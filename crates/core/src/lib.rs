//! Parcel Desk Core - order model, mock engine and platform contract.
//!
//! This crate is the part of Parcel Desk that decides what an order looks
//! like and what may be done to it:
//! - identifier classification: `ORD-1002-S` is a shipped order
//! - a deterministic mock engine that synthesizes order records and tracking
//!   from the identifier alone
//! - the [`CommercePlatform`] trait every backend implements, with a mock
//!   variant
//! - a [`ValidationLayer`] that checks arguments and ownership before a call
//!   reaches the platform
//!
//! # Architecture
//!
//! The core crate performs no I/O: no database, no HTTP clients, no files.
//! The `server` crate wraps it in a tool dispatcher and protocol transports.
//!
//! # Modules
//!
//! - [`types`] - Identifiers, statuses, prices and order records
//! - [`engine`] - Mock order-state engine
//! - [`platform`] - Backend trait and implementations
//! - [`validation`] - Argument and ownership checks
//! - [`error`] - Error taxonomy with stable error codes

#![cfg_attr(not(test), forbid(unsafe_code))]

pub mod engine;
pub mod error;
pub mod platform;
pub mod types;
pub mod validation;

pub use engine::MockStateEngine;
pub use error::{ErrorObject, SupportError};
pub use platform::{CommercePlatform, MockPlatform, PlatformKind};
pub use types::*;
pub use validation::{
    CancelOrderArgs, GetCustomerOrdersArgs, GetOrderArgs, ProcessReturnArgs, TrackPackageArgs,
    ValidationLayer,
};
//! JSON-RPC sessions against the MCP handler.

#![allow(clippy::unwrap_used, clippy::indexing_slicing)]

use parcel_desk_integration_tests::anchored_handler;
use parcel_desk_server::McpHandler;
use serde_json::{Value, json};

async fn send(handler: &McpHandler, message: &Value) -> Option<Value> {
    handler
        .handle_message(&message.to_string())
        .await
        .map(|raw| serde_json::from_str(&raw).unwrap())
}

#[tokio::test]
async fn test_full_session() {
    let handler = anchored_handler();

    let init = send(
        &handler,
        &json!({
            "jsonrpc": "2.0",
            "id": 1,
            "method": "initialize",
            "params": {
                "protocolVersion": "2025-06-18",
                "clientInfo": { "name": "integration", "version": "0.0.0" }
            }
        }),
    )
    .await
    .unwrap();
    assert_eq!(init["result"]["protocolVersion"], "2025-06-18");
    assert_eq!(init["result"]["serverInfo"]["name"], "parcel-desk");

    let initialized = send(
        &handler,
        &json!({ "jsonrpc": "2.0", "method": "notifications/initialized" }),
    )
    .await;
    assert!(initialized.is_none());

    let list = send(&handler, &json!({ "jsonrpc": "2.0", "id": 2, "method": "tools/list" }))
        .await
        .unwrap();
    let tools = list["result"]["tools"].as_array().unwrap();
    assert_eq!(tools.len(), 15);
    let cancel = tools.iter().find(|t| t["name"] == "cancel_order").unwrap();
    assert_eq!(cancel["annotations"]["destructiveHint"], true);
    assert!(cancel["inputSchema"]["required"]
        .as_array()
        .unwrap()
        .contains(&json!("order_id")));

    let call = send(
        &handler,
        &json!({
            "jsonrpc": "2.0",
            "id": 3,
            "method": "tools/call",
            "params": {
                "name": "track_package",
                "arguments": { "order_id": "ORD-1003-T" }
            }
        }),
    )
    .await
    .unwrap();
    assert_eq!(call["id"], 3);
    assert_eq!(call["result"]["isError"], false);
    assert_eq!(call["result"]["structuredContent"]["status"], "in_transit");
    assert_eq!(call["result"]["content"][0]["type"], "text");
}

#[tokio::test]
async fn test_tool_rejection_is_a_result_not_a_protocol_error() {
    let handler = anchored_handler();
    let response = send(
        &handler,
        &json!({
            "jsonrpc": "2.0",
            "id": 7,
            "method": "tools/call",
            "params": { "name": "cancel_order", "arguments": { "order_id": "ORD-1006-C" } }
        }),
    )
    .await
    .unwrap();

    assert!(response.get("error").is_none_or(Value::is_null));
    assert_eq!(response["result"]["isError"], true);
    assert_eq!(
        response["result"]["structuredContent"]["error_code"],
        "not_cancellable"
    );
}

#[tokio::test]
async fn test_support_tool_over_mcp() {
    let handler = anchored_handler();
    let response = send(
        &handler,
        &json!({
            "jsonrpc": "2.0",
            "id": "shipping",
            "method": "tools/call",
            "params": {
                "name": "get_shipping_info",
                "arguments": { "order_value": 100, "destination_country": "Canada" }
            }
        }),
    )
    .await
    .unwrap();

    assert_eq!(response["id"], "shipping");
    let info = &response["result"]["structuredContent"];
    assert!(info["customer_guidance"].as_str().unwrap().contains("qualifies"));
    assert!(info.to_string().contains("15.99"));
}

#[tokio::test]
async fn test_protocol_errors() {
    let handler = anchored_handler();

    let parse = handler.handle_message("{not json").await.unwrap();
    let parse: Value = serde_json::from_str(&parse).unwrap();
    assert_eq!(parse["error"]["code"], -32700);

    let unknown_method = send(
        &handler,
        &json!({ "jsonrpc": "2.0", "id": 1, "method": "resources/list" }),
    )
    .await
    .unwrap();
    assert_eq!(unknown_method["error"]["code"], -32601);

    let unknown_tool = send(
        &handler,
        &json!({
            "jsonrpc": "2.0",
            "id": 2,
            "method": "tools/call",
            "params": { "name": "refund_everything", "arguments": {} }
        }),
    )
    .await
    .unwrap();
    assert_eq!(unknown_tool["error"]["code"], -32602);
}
...
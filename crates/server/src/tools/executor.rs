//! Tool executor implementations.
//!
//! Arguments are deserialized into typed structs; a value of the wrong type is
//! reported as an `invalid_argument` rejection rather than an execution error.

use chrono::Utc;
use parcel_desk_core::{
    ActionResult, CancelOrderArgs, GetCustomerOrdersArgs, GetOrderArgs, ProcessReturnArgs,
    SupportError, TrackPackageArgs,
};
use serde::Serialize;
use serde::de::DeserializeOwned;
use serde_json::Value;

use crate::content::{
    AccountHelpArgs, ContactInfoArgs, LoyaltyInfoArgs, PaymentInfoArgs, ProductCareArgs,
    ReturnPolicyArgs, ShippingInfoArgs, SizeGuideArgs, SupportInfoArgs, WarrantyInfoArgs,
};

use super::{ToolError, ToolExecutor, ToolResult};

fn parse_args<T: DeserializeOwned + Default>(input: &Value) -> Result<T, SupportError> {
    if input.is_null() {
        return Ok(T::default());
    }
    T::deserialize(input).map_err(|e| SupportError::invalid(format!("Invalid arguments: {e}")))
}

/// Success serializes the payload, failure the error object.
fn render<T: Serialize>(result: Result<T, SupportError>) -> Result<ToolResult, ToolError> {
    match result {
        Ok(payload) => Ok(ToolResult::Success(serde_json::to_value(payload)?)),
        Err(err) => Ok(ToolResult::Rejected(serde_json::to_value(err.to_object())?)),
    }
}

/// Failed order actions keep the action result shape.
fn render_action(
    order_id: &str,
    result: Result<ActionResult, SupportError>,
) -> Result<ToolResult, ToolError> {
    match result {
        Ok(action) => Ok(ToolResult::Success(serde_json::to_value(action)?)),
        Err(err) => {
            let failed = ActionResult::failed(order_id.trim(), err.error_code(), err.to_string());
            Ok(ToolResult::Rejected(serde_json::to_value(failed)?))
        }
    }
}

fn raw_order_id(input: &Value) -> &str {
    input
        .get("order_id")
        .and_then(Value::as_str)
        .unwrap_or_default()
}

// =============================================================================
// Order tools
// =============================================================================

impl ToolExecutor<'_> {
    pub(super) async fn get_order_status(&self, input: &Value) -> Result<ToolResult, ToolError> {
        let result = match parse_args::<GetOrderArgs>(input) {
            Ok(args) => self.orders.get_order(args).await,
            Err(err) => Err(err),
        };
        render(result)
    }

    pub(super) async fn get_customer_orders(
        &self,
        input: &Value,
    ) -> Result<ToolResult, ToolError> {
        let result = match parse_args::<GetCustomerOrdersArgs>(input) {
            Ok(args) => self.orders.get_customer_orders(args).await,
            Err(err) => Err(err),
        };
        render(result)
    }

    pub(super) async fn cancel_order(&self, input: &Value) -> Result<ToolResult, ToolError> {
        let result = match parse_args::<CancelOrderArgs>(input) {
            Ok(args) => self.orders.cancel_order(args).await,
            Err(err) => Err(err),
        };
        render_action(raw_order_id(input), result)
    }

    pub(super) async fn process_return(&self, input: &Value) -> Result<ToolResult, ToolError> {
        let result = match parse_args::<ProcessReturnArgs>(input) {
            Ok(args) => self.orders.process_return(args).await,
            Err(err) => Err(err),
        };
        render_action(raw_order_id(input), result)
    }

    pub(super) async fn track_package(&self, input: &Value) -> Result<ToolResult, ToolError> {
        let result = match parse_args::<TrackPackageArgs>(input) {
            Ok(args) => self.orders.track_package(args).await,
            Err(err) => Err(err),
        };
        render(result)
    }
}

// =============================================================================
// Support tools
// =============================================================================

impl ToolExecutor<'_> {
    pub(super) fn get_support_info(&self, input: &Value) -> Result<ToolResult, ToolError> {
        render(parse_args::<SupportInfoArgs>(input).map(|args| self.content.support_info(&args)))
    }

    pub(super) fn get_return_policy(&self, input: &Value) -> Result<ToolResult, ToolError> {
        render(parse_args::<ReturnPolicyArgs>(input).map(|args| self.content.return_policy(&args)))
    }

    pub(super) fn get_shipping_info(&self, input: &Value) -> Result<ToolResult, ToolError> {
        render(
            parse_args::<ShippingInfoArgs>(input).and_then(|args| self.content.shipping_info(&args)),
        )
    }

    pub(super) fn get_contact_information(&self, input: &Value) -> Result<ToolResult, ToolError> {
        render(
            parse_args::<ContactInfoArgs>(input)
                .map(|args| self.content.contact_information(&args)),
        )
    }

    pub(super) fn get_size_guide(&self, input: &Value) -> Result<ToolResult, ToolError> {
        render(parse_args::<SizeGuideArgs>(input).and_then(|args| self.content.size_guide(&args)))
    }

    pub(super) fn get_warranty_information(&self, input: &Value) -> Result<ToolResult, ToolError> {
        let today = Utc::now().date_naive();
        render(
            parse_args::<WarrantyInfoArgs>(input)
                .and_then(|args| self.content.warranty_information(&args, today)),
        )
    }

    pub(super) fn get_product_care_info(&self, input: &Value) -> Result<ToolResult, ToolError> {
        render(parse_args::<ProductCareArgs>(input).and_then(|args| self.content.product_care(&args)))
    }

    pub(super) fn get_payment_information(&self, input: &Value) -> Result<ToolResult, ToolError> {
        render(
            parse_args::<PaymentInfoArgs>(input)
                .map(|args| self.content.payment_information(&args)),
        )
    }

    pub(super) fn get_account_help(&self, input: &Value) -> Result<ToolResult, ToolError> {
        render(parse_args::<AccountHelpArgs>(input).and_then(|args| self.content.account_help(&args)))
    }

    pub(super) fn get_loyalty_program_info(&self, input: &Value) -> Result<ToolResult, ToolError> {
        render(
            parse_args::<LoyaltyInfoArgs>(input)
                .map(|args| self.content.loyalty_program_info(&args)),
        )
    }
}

WHAT YOU SHOULD DO: Work out how many lines of the listing above include the word "SupportError". Report only the number.

SOLUTION TO THE PROBLEM: 6